(Working data Opens)
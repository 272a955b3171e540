//! Error type for parsing and printing.
//!
//! Every failure is terminal for the call that produced it: there is no
//! partial-document recovery, and partially-built nodes are dropped before the
//! error reaches the caller. The diagnostic travels with the error value;
//! there is no side-channel message buffer.
use core::fmt;

use thiserror::Error;

/// A parse or print failure, carrying its kind and the byte offset at which
/// it occurred.
///
/// The offset is meaningful for scan-level failures; I/O failures display
/// without one.
#[derive(Debug)]
pub struct ParseError {
    kind: ErrorKind,
    offset: usize,
}

/// The failure taxonomy.
#[derive(Debug, Error)]
pub enum ErrorKind {
    /// The input does not scan: delimiter mismatch, unterminated string,
    /// truncation before the scan boundary, or an unrecognized value token.
    #[error("malformed input: {0}")]
    Malformed(#[from] Malformed),

    /// A fixed ceiling was reached: an overlong decoded string or nesting
    /// deeper than the configured maximum.
    #[error("{what} limit of {limit} reached")]
    Capacity {
        /// Which ceiling was hit.
        what: &'static str,
        /// The configured limit.
        limit: usize,
    },

    /// Entry storage could not be grown.
    #[error("could not grow entry storage")]
    Alloc,

    /// The file-reading collaborator or the output sink failed.
    #[cfg(feature = "std")]
    #[error("i/o failure: {0}")]
    Io(#[from] std::io::Error),
}

/// The specific way input failed to scan.
#[derive(Debug, Error, PartialEq, Eq)]
pub enum Malformed {
    /// The document is shorter than the two bytes a `{}`/`[]` pair needs.
    #[error("document shorter than two bytes")]
    TooShort,
    /// The first significant byte was not `{` or `[`.
    #[error("expected `{{` or `[` to open a container")]
    ExpectedContainer,
    /// An object key position did not hold a `\"`.
    #[error("expected `\"` to open a string")]
    ExpectedQuote,
    /// An object key was not followed by `:`.
    #[error("expected `:` after an object key")]
    ExpectedColon,
    /// A string ran to the end of the input without a closing `\"`.
    #[error("unterminated string")]
    UnterminatedString,
    /// A `\u` escape was seen; these are not decoded, and dropping the four
    /// hex digits would silently lose data.
    #[error("unsupported `\\u` escape")]
    UnsupportedEscape,
    /// A decoded string was not valid UTF-8.
    #[error("string is not valid UTF-8")]
    InvalidUtf8,
    /// The input ended where more of the document was required.
    #[error("unexpected end of input")]
    UnexpectedEnd,
    /// The lookahead byte starts no known value. `null` lands here too: the
    /// value dispatcher has never accepted it.
    #[error("no value recognized at `{}`", .0.escape_ascii())]
    UnrecognizedValue(u8),
}

impl ParseError {
    pub(crate) fn new(kind: ErrorKind, offset: usize) -> Self {
        Self { kind, offset }
    }

    pub(crate) fn malformed(reason: Malformed, offset: usize) -> Self {
        Self::new(ErrorKind::Malformed(reason), offset)
    }

    #[cfg(feature = "std")]
    pub(crate) fn io(source: std::io::Error) -> Self {
        Self::new(ErrorKind::Io(source), 0)
    }

    /// The kind of failure.
    #[must_use]
    pub fn kind(&self) -> &ErrorKind {
        &self.kind
    }

    /// Byte offset into the input at which the failure was detected.
    #[must_use]
    pub fn offset(&self) -> usize {
        self.offset
    }
}

impl fmt::Display for ParseError {
    fn fmt(&self, f: &mut fmt::Formatter<'_>) -> fmt::Result {
        match &self.kind {
            #[cfg(feature = "std")]
            ErrorKind::Io(_) => write!(f, "{}", self.kind),
            _ => write!(f, "{} at byte {}", self.kind, self.offset),
        }
    }
}

impl core::error::Error for ParseError {
    fn source(&self) -> Option<&(dyn core::error::Error + 'static)> {
        Some(&self.kind)
    }
}
use soroban_sdk::{contracterror, contracttype, Address, String};

// Storage keys for instance data
#[derive(Clone)]
#[contracttype]
pub enum DataKey {
    Admin,
    Token,
    DefaultPolicy,
    CampaignCount,
}

// Storage keys for persistent data, all scoped by campaign
#[derive(Clone)]
#[contracttype]
pub enum PersistentKey {
    Campaign(CampaignId),
    Roster(CampaignId),
    Approvals(CampaignId),
    Contribution(CampaignId, u32),        // (CampaignID, sequence)
    ContributorTotal(CampaignId, Address), // (CampaignID, contributor) -> lifetime total
}

pub type CampaignId = u32;

#[derive(Clone, Copy, Debug, Eq, PartialEq)]
#[contracttype]
pub enum CampaignState {
    Fundraising = 0,
    Successful = 1,
    Closed = 2,
}

/// Amount a contributor is ranked by when competing for an admin slot.
#[derive(Clone, Copy, Debug, Eq, PartialEq)]
#[contracttype]
pub enum RankingBasis {
    LatestContribution = 0,
    CumulativeTotal = 1,
}

/// What happens to an evicted admin's pending approval.
#[derive(Clone, Copy, Debug, Eq, PartialEq)]
#[contracttype]
pub enum ApprovalEviction {
    KeepApproval = 0,
    RevokeApproval = 1,
}

#[derive(Clone, Copy, Debug, Eq, PartialEq)]
#[contracttype]
pub struct GovernancePolicy {
    pub ranking: RankingBasis,
    pub eviction: ApprovalEviction,
}

impl Default for GovernancePolicy {
    fn default() -> Self {
        GovernancePolicy {
            ranking: RankingBasis::LatestContribution,
            eviction: ApprovalEviction::KeepApproval,
        }
    }
}

#[derive(Clone, Debug, Eq, PartialEq)]
#[contracttype]
pub struct Campaign {
    pub id: CampaignId,
    pub creator: Address,
    pub title: String,
    pub description: String,
    pub deadline: u64,
    pub goal_amount: i128,
    pub current_balance: i128,
    pub total_raised: i128, // never reduced by a withdrawal
    pub contribution_count: u32,
    pub state: CampaignState,
    pub created_at: u64,
    pub policy: GovernancePolicy,
}

#[derive(Clone, Debug, Eq, PartialEq)]
#[contracttype]
pub struct ContributionRecord {
    pub contributor: Address,
    pub amount: i128,
    pub sequence: u32,
    pub timestamp: u64,
}

#[derive(Clone, Debug, Eq, PartialEq)]
#[contracttype]
pub struct AdminSlot {
    pub admin: Address,
    pub amount: i128, // ranking amount, not necessarily the admin's total
}

#[contracterror]
#[derive(Copy, Clone, Debug, Eq, PartialEq, PartialOrd, Ord)]
#[repr(u32)]
pub enum Error {
    AlreadyInitialized = 1,
    NotInitialized = 2,
    CampaignNotFound = 3,
    InvalidState = 4,
    InvalidAmount = 5,
    Unauthorized = 6,
    AlreadyApproved = 7,
    QuorumNotMet = 8,
    TransferFailed = 9,
    InvalidDeadline = 10,
    RegistryFull = 11,
}

// Constants
pub const MAX_ADMINS: u32 = 5;
pub const QUORUM: u32 = MAX_ADMINS / 2 + 1; // strict majority of the roster capacity
pub const SECONDS_PER_DAY: u64 = 86400;
pub const TTL_INSTANCE: u32 = 17280 * 30; // 30 days
pub const TTL_PERSISTENT: u32 = 17280 * 90; // 90 days
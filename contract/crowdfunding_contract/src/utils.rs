use soroban_sdk::Env;

use crate::storage_types::SECONDS_PER_DAY;

/// Convert days to seconds
pub fn days_to_seconds(days: u32) -> u64 {
    days as u64 * SECONDS_PER_DAY
}

/// Check if timestamp is in the future
pub fn is_future(env: &Env, timestamp: u64) -> bool {
    env.ledger().timestamp() < timestamp
}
(Working data Closes)
# [Problem]
The answer is every entry, copied word for word.

# [Written solution]
repository 272a955b3171e540
//! Error type for parsing and printing.
//!
//! Every failure is terminal for the call that produced it: there is no
//! partial-document recovery, and partially-built nodes are dropped before the
//! error reaches the caller. The diagnostic travels with the error value;
//! there is no side-channel message buffer.
use core::fmt;

use thiserror::Error;

/// A parse or print failure, carrying its kind and the byte offset at which
/// it occurred.
///
/// The offset is meaningful for scan-level failures; I/O failures display
/// without one.
#[derive(Debug)]
pub struct ParseError {
    kind: ErrorKind,
    offset: usize,
}

/// The failure taxonomy.
#[derive(Debug, Error)]
pub enum ErrorKind {
    /// The input does not scan: delimiter mismatch, unterminated string,
    /// truncation before the scan boundary, or an unrecognized value token.
    #[error("malformed input: {0}")]
    Malformed(#[from] Malformed),

    /// A fixed ceiling was reached: an overlong decoded string or nesting
    /// deeper than the configured maximum.
    #[error("{what} limit of {limit} reached")]
    Capacity {
        /// Which ceiling was hit.
        what: &'static str,
        /// The configured limit.
        limit: usize,
    },

    /// Entry storage could not be grown.
    #[error("could not grow entry storage")]
    Alloc,

    /// The file-reading collaborator or the output sink failed.
    #[cfg(feature = "std")]
    #[error("i/o failure: {0}")]
    Io(#[from] std::io::Error),
}

/// The specific way input failed to scan.
#[derive(Debug, Error, PartialEq, Eq)]
pub enum Malformed {
    /// The document is shorter than the two bytes a `{}`/`[]` pair needs.
    #[error("document shorter than two bytes")]
    TooShort,
    /// The first significant byte was not `{` or `[`.
    #[error("expected `{{` or `[` to open a container")]
    ExpectedContainer,
    /// An object key position did not hold a `\"`.
    #[error("expected `\"` to open a string")]
    ExpectedQuote,
    /// An object key was not followed by `:`.
    #[error("expected `:` after an object key")]
    ExpectedColon,
    /// A string ran to the end of the input without a closing `\"`.
    #[error("unterminated string")]
    UnterminatedString,
    /// A `\u` escape was seen; these are not decoded, and dropping the four
    /// hex digits would silently lose data.
    #[error("unsupported `\\u` escape")]
    UnsupportedEscape,
    /// A decoded string was not valid UTF-8.
    #[error("string is not valid UTF-8")]
    InvalidUtf8,
    /// The input ended where more of the document was required.
    #[error("unexpected end of input")]
    UnexpectedEnd,
    /// The lookahead byte starts no known value. `null` lands here too: the
    /// value dispatcher has never accepted it.
    #[error("no value recognized at `{}`", .0.escape_ascii())]
    UnrecognizedValue(u8),
}

impl ParseError {
    pub(crate) fn new(kind: ErrorKind, offset: usize) -> Self {
        Self { kind, offset }
    }

    pub(crate) fn malformed(reason: Malformed, offset: usize) -> Self {
        Self::new(ErrorKind::Malformed(reason), offset)
    }

    #[cfg(feature = "std")]
    pub(crate) fn io(source: std::io::Error) -> Self {
        Self::new(ErrorKind::Io(source), 0)
    }

    /// The kind of failure.
    #[must_use]
    pub fn kind(&self) -> &ErrorKind {
        &self.kind
    }

    /// Byte offset into the input at which the failure was detected.
    #[must_use]
    pub fn offset(&self) -> usize {
        self.offset
    }
}

impl fmt::Display for ParseError {
    fn fmt(&self, f: &mut fmt::Formatter<'_>) -> fmt::Result {
        match &self.kind {
            #[cfg(feature = "std")]
            ErrorKind::Io(_) => write!(f, "{}", self.kind),
            _ => write!(f, "{} at byte {}", self.kind, self.offset),
        }
    }
}

impl core::error::Error for ParseError {
    fn source(&self) -> Option<&(dyn core::error::Error + 'static)> {
        Some(&self.kind)
    }
}
use soroban_sdk::{contracterror, contracttype, Address, String};

// Storage keys for instance data
#[derive(Clone)]
#[contracttype]
pub enum DataKey {
    Admin,
    Token,
    DefaultPolicy,
    CampaignCount,
}

// Storage keys for persistent data, all scoped by campaign
#[derive(Clone)]
#[contracttype]
pub enum PersistentKey {
    Campaign(CampaignId),
    Roster(CampaignId),
    Approvals(CampaignId),
    Contribution(CampaignId, u32),        // (CampaignID, sequence)
    ContributorTotal(CampaignId, Address), // (CampaignID, contributor) -> lifetime total
}

pub type CampaignId = u32;

#[derive(Clone, Copy, Debug, Eq, PartialEq)]
#[contracttype]
pub enum CampaignState {
    Fundraising = 0,
    Successful = 1,
    Closed = 2,
}

/// Amount a contributor is ranked by when competing for an admin slot.
#[derive(Clone, Copy, Debug, Eq, PartialEq)]
#[contracttype]
pub enum RankingBasis {
    LatestContribution = 0,
    CumulativeTotal = 1,
}

/// What happens to an evicted admin's pending approval.
#[derive(Clone, Copy, Debug, Eq, PartialEq)]
#[contracttype]
pub enum ApprovalEviction {
    KeepApproval = 0,
    RevokeApproval = 1,
}

#[derive(Clone, Copy, Debug, Eq, PartialEq)]
#[contracttype]
pub struct GovernancePolicy {
    pub ranking: RankingBasis,
    pub eviction: ApprovalEviction,
}

impl Default for GovernancePolicy {
    fn default() -> Self {
        GovernancePolicy {
            ranking: RankingBasis::LatestContribution,
            eviction: ApprovalEviction::KeepApproval,
        }
    }
}

#[derive(Clone, Debug, Eq, PartialEq)]
#[contracttype]
pub struct Campaign {
    pub id: CampaignId,
    pub creator: Address,
    pub title: String,
    pub description: String,
    pub deadline: u64,
    pub goal_amount: i128,
    pub current_balance: i128,
    pub total_raised: i128, // never reduced by a withdrawal
    pub contribution_count: u32,
    pub state: CampaignState,
    pub created_at: u64,
    pub policy: GovernancePolicy,
}

#[derive(Clone, Debug, Eq, PartialEq)]
#[contracttype]
pub struct ContributionRecord {
    pub contributor: Address,
    pub amount: i128,
    pub sequence: u32,
    pub timestamp: u64,
}

#[derive(Clone, Debug, Eq, PartialEq)]
#[contracttype]
pub struct AdminSlot {
    pub admin: Address,
    pub amount: i128, // ranking amount, not necessarily the admin's total
}

#[contracterror]
#[derive(Copy, Clone, Debug, Eq, PartialEq, PartialOrd, Ord)]
#[repr(u32)]
pub enum Error {
    AlreadyInitialized = 1,
    NotInitialized = 2,
    CampaignNotFound = 3,
    InvalidState = 4,
    InvalidAmount = 5,
    Unauthorized = 6,
    AlreadyApproved = 7,
    QuorumNotMet = 8,
    TransferFailed = 9,
    InvalidDeadline = 10,
    RegistryFull = 11,
}

// Constants
pub const MAX_ADMINS: u32 = 5;
pub const QUORUM: u32 = MAX_ADMINS / 2 + 1; // strict majority of the roster capacity
pub const SECONDS_PER_DAY: u64 = 86400;
pub const TTL_INSTANCE: u32 = 17280 * 30; // 30 days
pub const TTL_PERSISTENT: u32 = 17280 * 90; // 90 days
filename contract/crowdfunding_contract/src/utils.rs
use soroban_sdk::Env;

use crate::storage_types::SECONDS_PER_DAY;

/// Convert days to seconds
pub fn days_to_seconds(days: u32) -> u64 {
    days as u64 * SECONDS_PER_DAY
}

/// Check if timestamp is in the future
pub fn is_future(env: &Env, timestamp: u64) -> bool {
    env.ledger().timestamp() < timestamp
}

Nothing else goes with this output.